ACTION ITEM: I need the number of lines in the listing below that include the string "types", and only that number.

RECORDS SUPPLIED:
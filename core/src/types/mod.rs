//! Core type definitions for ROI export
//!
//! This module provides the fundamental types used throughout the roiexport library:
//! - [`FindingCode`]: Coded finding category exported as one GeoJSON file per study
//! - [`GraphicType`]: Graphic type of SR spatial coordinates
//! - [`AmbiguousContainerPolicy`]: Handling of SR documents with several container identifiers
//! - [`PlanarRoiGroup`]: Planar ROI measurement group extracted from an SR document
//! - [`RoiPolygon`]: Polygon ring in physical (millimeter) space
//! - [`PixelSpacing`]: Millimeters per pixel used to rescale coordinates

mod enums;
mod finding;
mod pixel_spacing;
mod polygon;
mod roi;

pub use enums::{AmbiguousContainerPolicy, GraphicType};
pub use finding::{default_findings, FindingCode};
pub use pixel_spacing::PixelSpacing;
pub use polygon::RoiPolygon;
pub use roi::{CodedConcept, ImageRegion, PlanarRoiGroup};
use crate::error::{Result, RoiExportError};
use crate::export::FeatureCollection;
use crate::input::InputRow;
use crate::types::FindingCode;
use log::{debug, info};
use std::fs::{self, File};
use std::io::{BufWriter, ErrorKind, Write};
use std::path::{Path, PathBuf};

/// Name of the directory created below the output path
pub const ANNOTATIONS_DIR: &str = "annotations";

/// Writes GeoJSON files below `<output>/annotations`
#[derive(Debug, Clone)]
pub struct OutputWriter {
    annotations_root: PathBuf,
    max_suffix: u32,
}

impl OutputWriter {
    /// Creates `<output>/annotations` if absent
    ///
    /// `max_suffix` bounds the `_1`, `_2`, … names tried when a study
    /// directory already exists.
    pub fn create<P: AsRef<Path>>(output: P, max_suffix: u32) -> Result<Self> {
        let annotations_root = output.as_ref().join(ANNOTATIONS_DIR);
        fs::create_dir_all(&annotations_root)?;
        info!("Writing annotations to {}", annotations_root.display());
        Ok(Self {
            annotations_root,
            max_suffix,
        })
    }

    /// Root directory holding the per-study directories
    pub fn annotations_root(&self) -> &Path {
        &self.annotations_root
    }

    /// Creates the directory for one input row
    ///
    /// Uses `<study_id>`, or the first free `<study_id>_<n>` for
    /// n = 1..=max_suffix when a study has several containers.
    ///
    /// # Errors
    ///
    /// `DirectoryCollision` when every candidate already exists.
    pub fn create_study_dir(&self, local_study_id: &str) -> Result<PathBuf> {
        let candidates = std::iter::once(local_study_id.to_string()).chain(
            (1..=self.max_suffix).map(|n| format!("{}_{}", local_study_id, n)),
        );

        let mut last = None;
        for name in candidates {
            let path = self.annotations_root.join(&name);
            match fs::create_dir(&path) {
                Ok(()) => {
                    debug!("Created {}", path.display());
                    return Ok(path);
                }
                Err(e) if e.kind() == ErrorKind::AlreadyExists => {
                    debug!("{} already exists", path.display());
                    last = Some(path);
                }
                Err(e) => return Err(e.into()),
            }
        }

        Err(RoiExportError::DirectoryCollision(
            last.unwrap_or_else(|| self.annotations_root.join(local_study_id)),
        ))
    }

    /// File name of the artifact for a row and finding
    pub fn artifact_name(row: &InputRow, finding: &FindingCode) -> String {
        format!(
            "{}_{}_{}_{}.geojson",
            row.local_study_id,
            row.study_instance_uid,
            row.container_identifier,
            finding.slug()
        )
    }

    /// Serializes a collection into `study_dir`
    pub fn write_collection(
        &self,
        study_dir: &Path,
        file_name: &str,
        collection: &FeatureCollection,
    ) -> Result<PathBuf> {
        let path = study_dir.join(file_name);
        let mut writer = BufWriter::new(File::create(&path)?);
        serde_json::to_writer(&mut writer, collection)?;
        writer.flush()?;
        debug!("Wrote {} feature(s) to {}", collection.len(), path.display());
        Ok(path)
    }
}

ANSWER FOR THIS EXERCISE: 3